Elastomers play an irreplaceable
role in industry and daily life;
however, they are usually soft and susceptible to damage. In this
study, skin-like poly(urethane-urea) elastomers with high mechanical
strength, stretchability, elasticity, and excellent damage resistance,
damage tolerance, and healability are fabricated by cross-linking
polycaprolactone (PCL) chains with hydrogen-bond arrays. The elastomer,
which is denoted as PU-ASC, has a tensile strength of ∼72.6
MPa, recovery strain of ∼500%, and fracture energy of ∼161
kJ m–2. Moreover, the PU-ASC elastomer exhibits
unique strain-adaptive stiffening, which endows the elastomer with
the capacity to resist damage. The skin-like PU-ASC-IL conductors
can be conveniently fabricated by loading ionic liquids (ILs) into
the PU-ASC elastomers. The healable, stretchable, elastic, damage-resistant,
and damage-tolerant PU-ASC-IL conductors show record-high mechanical
performance, with tensile strength, toughness, and fracture energy
values of ∼22.8 MPa, ∼164.2 MJ m–3, and ∼73.6 kJ m–2, respectively.
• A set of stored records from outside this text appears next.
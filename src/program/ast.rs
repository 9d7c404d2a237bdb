// Program model definitions for the simulator

use serde::{Deserialize, Serialize};
use std::fmt;

/// Identifier of an allocation site (a declaration, parameter, named result, or `new`)
pub type SiteId = String;

/// Name of the root frame holding process-wide slots
pub const GLOBALS_FRAME: &str = "<globals>";

/// Position of a statement inside the program, used for panic and trace reporting
#[derive(Debug, Clone, PartialEq, Eq, PartialOrd, Ord, Hash, Serialize, Deserialize)]
pub struct Location {
    pub function: String,
    pub statement: usize, // Index into the function body (or the globals list)
}

impl Location {
    pub fn new(function: impl Into<String>, statement: usize) -> Self {
        Self {
            function: function.into(),
            statement,
        }
    }
}

impl fmt::Display for Location {
    fn fmt(&self, f: &mut fmt::Formatter<'_>) -> fmt::Result {
        write!(f, "{}#{}", self.function, self.statement)
    }
}

/// Declared kind of a slot
#[derive(Debug, Clone, Copy, PartialEq, Eq, Hash, Serialize, Deserialize, Default)]
#[serde(rename_all = "snake_case")]
pub enum VarKind {
    #[default]
    Value,
    Pointer,
    ReferenceHeader,
    KeyValueHeader,
    InterfaceBox,
}

impl VarKind {
    pub fn name(self) -> &'static str {
        match self {
            VarKind::Value => "value",
            VarKind::Pointer => "pointer",
            VarKind::ReferenceHeader => "reference_header",
            VarKind::KeyValueHeader => "key_value_header",
            VarKind::InterfaceBox => "interface_box",
        }
    }
}

/// Primitive literal
#[derive(Debug, Clone, PartialEq, Serialize, Deserialize)]
#[serde(tag = "type", content = "value", rename_all = "lowercase")]
pub enum Primitive {
    Bool(bool),
    Int(i64),
    Float(f64),
    String(String),
}

/// Variable declaration (local or global)
#[derive(Debug, Clone, PartialEq, Serialize, Deserialize)]
pub struct VarDecl {
    pub name: String,
    #[serde(default)]
    pub kind: VarKind,
    #[serde(default, skip_serializing_if = "Option::is_none")]
    pub init: Option<Expr>,
    #[serde(default, skip_serializing_if = "Option::is_none")]
    pub site: Option<SiteId>, // Overrides the default "<function>.<name>" id
}

impl VarDecl {
    pub fn new(name: impl Into<String>, kind: VarKind, init: Option<Expr>) -> Self {
        VarDecl {
            name: name.into(),
            kind,
            init,
            site: None,
        }
    }

    pub fn with_site(mut self, site: impl Into<SiteId>) -> Self {
        self.site = Some(site.into());
        self
    }

    /// Allocation site id of this declaration inside `function`
    pub fn site_id(&self, function: &str) -> SiteId {
        self.site
            .clone()
            .unwrap_or_else(|| default_site(function, &self.name))
    }
}

/// Default site id for a named slot
pub fn default_site(function: &str, name: &str) -> SiteId {
    format!("{}.{}", function, name)
}

/// Function parameter
#[derive(Debug, Clone, PartialEq, Serialize, Deserialize)]
pub struct Param {
    pub name: String,
    #[serde(default)]
    pub kind: VarKind,
}

impl Param {
    pub fn new(name: impl Into<String>, kind: VarKind) -> Self {
        Param {
            name: name.into(),
            kind,
        }
    }
}

/// Result declaration; a named result gets its own slot in the frame
#[derive(Debug, Clone, PartialEq, Serialize, Deserialize)]
pub struct ResultDecl {
    #[serde(default, skip_serializing_if = "Option::is_none")]
    pub name: Option<String>,
    #[serde(default)]
    pub kind: VarKind,
}

/// Function definition
#[derive(Debug, Clone, PartialEq, Serialize, Deserialize)]
pub struct FunctionDef {
    pub name: String,
    #[serde(default)]
    pub params: Vec<Param>,
    #[serde(default, skip_serializing_if = "Option::is_none")]
    pub result: Option<ResultDecl>,
    #[serde(default)]
    pub body: Vec<Stmt>,
}

impl FunctionDef {
    pub fn new(name: impl Into<String>, params: Vec<Param>, body: Vec<Stmt>) -> Self {
        FunctionDef {
            name: name.into(),
            params,
            result: None,
            body,
        }
    }

    pub fn with_result(mut self, name: Option<&str>, kind: VarKind) -> Self {
        self.result = Some(ResultDecl {
            name: name.map(str::to_string),
            kind,
        });
        self
    }

    /// Name of the named result slot, if any
    pub fn named_result(&self) -> Option<&str> {
        self.result.as_ref().and_then(|r| r.name.as_deref())
    }
}

/// Call expression
#[derive(Debug, Clone, PartialEq, Serialize, Deserialize)]
pub struct Call {
    pub callee: String,
    #[serde(default)]
    pub args: Vec<Expr>,
}

/// Field initializer inside a composite literal
#[derive(Debug, Clone, PartialEq, Serialize, Deserialize)]
pub struct FieldInit {
    pub name: String,
    pub value: Expr,
}

/// Entry inside a map literal
#[derive(Debug, Clone, PartialEq, Serialize, Deserialize)]
pub struct MapEntry {
    pub key: Expr,
    pub value: Expr,
}

/// Assignable location
#[derive(Debug, Clone, PartialEq, Serialize, Deserialize)]
#[serde(tag = "place", rename_all = "snake_case")]
pub enum Place {
    Var { name: String },
    Field { base: Box<Place>, field: String }, // Auto-dereferences a pointer base
    Deref { pointer: Box<Expr> },
}

impl Place {
    pub fn var(name: impl Into<String>) -> Self {
        Place::Var { name: name.into() }
    }

    pub fn field(base: Place, field: impl Into<String>) -> Self {
        Place::Field {
            base: Box::new(base),
            field: field.into(),
        }
    }

    pub fn deref(pointer: Expr) -> Self {
        Place::Deref {
            pointer: Box::new(pointer),
        }
    }

    /// Variable at the root of this place, unless it goes through a dereference
    pub fn root_var(&self) -> Option<&str> {
        match self {
            Place::Var { name } => Some(name),
            Place::Field { base, .. } => base.root_var(),
            Place::Deref { .. } => None,
        }
    }
}

/// Expressions
#[derive(Debug, Clone, PartialEq, Serialize, Deserialize)]
#[serde(tag = "expr", rename_all = "snake_case")]
pub enum Expr {
    Lit {
        value: Primitive,
    },
    Nil,
    Var {
        name: String,
    },
    Field {
        base: Box<Expr>,
        field: String,
    },
    Deref {
        pointer: Box<Expr>,
    },
    AddrOf {
        place: Place,
    },
    New {
        init: Box<Expr>,
        site: SiteId,
    },
    Composite {
        type_name: String,
        #[serde(default)]
        fields: Vec<FieldInit>,
    },
    SliceLit {
        #[serde(default)]
        elems: Vec<Expr>,
        #[serde(default, skip_serializing_if = "Option::is_none")]
        capacity: Option<usize>,
    },
    MakeSlice {
        len: usize,
        cap: usize,
        zero: Box<Expr>,
    },
    MapLit {
        #[serde(default)]
        entries: Vec<MapEntry>,
    },
    Index {
        base: Box<Expr>,
        index: Box<Expr>,
    },
    Lookup {
        base: Box<Expr>,
        key: Box<Expr>,
        default: Box<Expr>,
    },
    Len {
        base: Box<Expr>,
    },
    Cap {
        base: Box<Expr>,
    },
    Reslice {
        base: Box<Expr>,
        low: usize,
        high: usize,
    },
    #[serde(rename = "box")]
    Boxed {
        #[serde(default, skip_serializing_if = "Option::is_none")]
        type_tag: Option<String>,
        value: Box<Expr>,
    },
    IsNil {
        value: Box<Expr>,
    },
    Call(Call),
}

impl Expr {
    pub fn int(n: i64) -> Self {
        Expr::Lit {
            value: Primitive::Int(n),
        }
    }

    pub fn boolean(b: bool) -> Self {
        Expr::Lit {
            value: Primitive::Bool(b),
        }
    }

    pub fn string(s: impl Into<String>) -> Self {
        Expr::Lit {
            value: Primitive::String(s.into()),
        }
    }

    pub fn var(name: impl Into<String>) -> Self {
        Expr::Var { name: name.into() }
    }

    pub fn field(base: Expr, field: impl Into<String>) -> Self {
        Expr::Field {
            base: Box::new(base),
            field: field.into(),
        }
    }

    pub fn deref(pointer: Expr) -> Self {
        Expr::Deref {
            pointer: Box::new(pointer),
        }
    }

    pub fn addr_of(name: impl Into<String>) -> Self {
        Expr::AddrOf {
            place: Place::var(name),
        }
    }

    pub fn new_slot(init: Expr, site: impl Into<SiteId>) -> Self {
        Expr::New {
            init: Box::new(init),
            site: site.into(),
        }
    }

    pub fn composite(type_name: impl Into<String>, fields: Vec<(&str, Expr)>) -> Self {
        Expr::Composite {
            type_name: type_name.into(),
            fields: fields
                .into_iter()
                .map(|(name, value)| FieldInit {
                    name: name.to_string(),
                    value,
                })
                .collect(),
        }
    }

    pub fn slice(elems: Vec<Expr>, capacity: Option<usize>) -> Self {
        Expr::SliceLit { elems, capacity }
    }

    pub fn index(base: Expr, index: Expr) -> Self {
        Expr::Index {
            base: Box::new(base),
            index: Box::new(index),
        }
    }

    pub fn len(base: Expr) -> Self {
        Expr::Len {
            base: Box::new(base),
        }
    }

    pub fn reslice(base: Expr, low: usize, high: usize) -> Self {
        Expr::Reslice {
            base: Box::new(base),
            low,
            high,
        }
    }

    pub fn boxed(type_tag: Option<&str>, value: Expr) -> Self {
        Expr::Boxed {
            type_tag: type_tag.map(str::to_string),
            value: Box::new(value),
        }
    }

    pub fn is_nil(value: Expr) -> Self {
        Expr::IsNil {
            value: Box::new(value),
        }
    }

    pub fn call(callee: impl Into<String>, args: Vec<Expr>) -> Self {
        Expr::Call(Call {
            callee: callee.into(),
            args,
        })
    }
}

/// Statements
#[derive(Debug, Clone, PartialEq, Serialize, Deserialize)]
#[serde(tag = "stmt", rename_all = "snake_case")]
pub enum Stmt {
    Declare(VarDecl),
    Assign {
        target: String,
        value: Expr,
    },
    SetField {
        target: Place,
        field: String,
        value: Expr,
    },
    Store {
        pointer: Expr,
        value: Expr,
    },
    SetIndex {
        target: Place,
        index: Expr,
        value: Expr,
    },
    SetKey {
        target: Place,
        key: Expr,
        value: Expr,
    },
    Append {
        target: Place,
        values: Vec<Expr>,
    },
    Call(Call),
    Return {
        #[serde(default, skip_serializing_if = "Option::is_none")]
        value: Option<Expr>,
    },
}

impl Stmt {
    pub fn declare(name: &str, kind: VarKind, init: Expr) -> Self {
        Stmt::Declare(VarDecl::new(name, kind, Some(init)))
    }

    pub fn assign(target: &str, value: Expr) -> Self {
        Stmt::Assign {
            target: target.to_string(),
            value,
        }
    }

    pub fn set_field(target: Place, field: &str, value: Expr) -> Self {
        Stmt::SetField {
            target,
            field: field.to_string(),
            value,
        }
    }

    pub fn store(pointer: Expr, value: Expr) -> Self {
        Stmt::Store { pointer, value }
    }

    pub fn call(callee: &str, args: Vec<Expr>) -> Self {
        Stmt::Call(Call {
            callee: callee.to_string(),
            args,
        })
    }

    pub fn ret(value: Option<Expr>) -> Self {
        Stmt::Return { value }
    }
}

/// Top-level program structure
#[derive(Debug, Clone, Default, PartialEq, Serialize, Deserialize)]
pub struct Program {
    #[serde(default)]
    pub globals: Vec<VarDecl>, // Slots of the root frame, initialized once in order
    #[serde(default)]
    pub functions: Vec<FunctionDef>,
}

impl Program {
    pub fn new() -> Self {
        Program::default()
    }

    pub fn with_global(mut self, decl: VarDecl) -> Self {
        self.globals.push(decl);
        self
    }

    pub fn with_function(mut self, function: FunctionDef) -> Self {
        self.functions.push(function);
        self
    }

    pub fn function(&self, name: &str) -> Option<&FunctionDef> {
        self.functions.iter().find(|f| f.name == name)
    }
}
The damage
resistance and damage tolerance of the elastomers and conductors mainly
originate from the disintegrable hydrogen-bond arrays, which are capable
of dissipating energy, and the strain-induced crystallization of the
PCL segments. Owing to the reversibility of the hydrogen-bond arrays,
fractured PU-ASC and PU-ASC-IL can be conveniently healed under heating,
restoring their original mechanical performance and conductivity.